Provided data
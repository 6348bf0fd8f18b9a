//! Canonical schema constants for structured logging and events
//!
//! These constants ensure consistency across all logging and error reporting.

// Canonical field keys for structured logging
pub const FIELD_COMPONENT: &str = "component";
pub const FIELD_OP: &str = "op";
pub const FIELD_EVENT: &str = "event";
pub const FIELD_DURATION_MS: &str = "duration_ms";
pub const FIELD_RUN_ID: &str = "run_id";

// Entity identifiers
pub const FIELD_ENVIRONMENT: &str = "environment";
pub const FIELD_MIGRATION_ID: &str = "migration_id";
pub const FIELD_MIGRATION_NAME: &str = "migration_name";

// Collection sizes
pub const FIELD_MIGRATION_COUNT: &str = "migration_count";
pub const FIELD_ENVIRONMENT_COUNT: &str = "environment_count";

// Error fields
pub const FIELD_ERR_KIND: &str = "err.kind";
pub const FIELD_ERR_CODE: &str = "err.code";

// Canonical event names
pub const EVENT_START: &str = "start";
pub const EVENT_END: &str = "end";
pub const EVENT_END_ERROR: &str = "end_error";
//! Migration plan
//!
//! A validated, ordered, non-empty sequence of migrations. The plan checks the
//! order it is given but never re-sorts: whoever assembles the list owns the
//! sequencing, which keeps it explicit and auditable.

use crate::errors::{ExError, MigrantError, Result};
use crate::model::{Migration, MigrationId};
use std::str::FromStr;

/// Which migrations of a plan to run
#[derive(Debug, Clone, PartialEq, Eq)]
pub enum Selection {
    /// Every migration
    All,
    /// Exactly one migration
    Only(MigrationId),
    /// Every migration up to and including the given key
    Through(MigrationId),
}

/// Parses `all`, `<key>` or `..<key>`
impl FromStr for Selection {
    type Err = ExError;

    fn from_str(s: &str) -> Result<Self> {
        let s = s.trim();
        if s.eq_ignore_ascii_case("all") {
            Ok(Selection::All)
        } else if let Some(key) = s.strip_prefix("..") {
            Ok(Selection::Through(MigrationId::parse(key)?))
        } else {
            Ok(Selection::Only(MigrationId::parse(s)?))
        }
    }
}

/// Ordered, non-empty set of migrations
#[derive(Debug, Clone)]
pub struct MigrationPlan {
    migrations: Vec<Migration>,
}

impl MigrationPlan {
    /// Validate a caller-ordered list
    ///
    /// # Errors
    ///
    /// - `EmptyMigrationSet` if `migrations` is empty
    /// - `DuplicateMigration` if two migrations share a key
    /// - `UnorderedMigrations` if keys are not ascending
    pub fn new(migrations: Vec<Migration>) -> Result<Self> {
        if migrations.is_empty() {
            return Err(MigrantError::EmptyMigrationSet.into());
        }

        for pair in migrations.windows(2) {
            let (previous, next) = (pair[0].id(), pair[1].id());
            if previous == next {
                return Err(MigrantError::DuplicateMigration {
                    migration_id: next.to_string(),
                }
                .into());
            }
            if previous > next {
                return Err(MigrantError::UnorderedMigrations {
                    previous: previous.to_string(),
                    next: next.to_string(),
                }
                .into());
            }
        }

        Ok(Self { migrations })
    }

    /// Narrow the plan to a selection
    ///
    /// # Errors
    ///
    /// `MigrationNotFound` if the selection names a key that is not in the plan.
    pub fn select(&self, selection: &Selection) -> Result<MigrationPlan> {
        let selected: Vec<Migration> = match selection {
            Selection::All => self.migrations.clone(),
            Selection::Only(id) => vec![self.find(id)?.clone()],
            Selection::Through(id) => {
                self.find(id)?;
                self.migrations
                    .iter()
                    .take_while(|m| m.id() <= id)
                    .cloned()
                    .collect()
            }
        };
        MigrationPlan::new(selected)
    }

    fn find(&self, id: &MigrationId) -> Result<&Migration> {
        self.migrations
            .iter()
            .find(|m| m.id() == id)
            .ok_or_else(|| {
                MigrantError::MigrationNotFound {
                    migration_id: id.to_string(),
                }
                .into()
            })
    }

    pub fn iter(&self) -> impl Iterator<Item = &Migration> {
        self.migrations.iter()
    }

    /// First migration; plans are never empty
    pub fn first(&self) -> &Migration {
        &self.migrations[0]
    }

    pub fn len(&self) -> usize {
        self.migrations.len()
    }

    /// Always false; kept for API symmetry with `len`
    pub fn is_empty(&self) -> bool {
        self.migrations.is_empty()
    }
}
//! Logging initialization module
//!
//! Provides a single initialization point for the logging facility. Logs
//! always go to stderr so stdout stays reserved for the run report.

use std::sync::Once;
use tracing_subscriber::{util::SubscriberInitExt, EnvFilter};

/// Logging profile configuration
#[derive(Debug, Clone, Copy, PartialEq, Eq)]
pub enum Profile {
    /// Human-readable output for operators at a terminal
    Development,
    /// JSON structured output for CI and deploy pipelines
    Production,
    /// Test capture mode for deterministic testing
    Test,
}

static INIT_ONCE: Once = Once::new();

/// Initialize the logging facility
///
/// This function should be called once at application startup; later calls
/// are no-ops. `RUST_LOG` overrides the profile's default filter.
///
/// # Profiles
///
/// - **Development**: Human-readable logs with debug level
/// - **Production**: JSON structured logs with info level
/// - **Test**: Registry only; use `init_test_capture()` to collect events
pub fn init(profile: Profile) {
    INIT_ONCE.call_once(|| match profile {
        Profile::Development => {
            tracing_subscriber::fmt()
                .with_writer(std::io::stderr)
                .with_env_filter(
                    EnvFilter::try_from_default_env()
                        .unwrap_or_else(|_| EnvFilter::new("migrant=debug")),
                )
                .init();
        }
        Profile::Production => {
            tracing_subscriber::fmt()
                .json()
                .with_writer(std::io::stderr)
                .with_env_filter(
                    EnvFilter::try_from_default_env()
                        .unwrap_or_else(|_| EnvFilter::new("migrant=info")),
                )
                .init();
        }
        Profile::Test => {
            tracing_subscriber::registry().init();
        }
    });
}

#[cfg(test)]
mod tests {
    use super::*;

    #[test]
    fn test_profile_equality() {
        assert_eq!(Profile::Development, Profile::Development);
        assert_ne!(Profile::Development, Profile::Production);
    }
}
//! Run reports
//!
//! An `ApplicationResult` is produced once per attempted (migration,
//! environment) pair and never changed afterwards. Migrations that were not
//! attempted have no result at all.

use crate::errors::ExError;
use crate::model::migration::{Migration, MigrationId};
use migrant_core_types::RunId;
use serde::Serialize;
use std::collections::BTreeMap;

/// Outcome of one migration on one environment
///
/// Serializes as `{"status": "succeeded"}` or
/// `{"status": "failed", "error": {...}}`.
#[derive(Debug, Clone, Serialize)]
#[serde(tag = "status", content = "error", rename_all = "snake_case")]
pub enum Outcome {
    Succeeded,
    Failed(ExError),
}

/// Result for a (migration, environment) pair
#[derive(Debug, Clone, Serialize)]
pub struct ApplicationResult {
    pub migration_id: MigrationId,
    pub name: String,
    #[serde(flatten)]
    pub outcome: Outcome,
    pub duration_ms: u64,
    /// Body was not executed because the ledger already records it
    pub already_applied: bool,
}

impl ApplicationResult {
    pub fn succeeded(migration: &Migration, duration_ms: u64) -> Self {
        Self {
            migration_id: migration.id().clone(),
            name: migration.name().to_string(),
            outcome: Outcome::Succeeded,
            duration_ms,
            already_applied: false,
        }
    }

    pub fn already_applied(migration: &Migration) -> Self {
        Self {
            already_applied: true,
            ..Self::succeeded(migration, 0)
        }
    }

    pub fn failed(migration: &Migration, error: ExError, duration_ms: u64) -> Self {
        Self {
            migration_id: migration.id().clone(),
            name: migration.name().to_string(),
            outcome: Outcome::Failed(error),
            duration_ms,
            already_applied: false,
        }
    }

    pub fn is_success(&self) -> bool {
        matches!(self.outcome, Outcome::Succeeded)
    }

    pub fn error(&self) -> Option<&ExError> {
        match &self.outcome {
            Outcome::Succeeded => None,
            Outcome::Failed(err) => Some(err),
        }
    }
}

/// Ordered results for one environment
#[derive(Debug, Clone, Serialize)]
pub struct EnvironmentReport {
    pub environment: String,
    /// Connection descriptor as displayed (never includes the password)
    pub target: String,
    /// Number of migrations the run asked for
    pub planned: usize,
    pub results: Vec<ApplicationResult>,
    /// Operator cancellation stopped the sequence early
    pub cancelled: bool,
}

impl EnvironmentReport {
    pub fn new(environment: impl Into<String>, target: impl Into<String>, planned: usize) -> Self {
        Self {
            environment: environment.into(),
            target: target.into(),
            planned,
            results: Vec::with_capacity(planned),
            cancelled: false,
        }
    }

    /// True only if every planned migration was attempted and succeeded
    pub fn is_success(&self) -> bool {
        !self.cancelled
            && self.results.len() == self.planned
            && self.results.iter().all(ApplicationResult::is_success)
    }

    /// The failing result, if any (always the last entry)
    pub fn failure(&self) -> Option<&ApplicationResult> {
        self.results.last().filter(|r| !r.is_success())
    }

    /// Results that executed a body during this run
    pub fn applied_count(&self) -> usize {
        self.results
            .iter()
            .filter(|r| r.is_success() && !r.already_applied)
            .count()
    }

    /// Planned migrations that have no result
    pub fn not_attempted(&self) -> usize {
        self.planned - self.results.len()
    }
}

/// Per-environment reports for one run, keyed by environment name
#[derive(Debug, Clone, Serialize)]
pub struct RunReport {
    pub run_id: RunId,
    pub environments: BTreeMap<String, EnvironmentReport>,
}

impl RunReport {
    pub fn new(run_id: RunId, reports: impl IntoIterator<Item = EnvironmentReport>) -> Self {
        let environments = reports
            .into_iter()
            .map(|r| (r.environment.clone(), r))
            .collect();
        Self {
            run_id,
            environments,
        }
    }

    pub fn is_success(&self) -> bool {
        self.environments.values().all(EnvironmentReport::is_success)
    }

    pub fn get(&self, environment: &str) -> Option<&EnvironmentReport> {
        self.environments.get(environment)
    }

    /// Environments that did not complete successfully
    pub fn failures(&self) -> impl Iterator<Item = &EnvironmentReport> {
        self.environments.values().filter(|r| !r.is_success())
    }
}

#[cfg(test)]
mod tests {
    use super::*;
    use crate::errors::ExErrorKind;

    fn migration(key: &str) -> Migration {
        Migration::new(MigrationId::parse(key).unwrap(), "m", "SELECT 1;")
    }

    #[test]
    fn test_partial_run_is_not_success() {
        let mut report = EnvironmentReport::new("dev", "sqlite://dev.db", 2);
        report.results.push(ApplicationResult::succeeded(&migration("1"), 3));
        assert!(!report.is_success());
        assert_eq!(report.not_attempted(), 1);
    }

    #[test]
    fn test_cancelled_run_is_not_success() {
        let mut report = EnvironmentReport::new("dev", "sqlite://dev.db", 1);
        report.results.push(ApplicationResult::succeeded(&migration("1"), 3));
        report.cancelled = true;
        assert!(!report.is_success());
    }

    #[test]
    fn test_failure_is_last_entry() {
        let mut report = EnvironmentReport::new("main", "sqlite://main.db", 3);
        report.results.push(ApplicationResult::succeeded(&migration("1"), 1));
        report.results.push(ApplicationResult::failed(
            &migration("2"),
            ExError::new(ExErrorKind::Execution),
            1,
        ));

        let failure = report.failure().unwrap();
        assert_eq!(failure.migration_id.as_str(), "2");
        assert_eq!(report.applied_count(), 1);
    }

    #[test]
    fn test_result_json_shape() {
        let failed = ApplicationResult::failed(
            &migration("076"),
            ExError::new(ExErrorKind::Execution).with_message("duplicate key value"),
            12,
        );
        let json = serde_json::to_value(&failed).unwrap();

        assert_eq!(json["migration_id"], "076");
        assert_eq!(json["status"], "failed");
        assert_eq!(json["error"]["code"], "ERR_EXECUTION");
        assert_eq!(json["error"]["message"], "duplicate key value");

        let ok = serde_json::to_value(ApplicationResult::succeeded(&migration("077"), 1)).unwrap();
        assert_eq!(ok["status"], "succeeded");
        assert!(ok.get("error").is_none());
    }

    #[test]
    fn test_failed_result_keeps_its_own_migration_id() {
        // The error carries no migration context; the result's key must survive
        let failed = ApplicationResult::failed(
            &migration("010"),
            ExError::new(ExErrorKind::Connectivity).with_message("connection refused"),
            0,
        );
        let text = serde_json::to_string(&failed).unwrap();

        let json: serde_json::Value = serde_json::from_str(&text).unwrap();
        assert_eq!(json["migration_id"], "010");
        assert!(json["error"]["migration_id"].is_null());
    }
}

Task instructions
Within the data above, filter for lines containing the word "values" and copy each one.

Exercise response
        self.environments.values().all(EnvironmentReport::is_success)
        self.environments.values().filter(|r| !r.is_success())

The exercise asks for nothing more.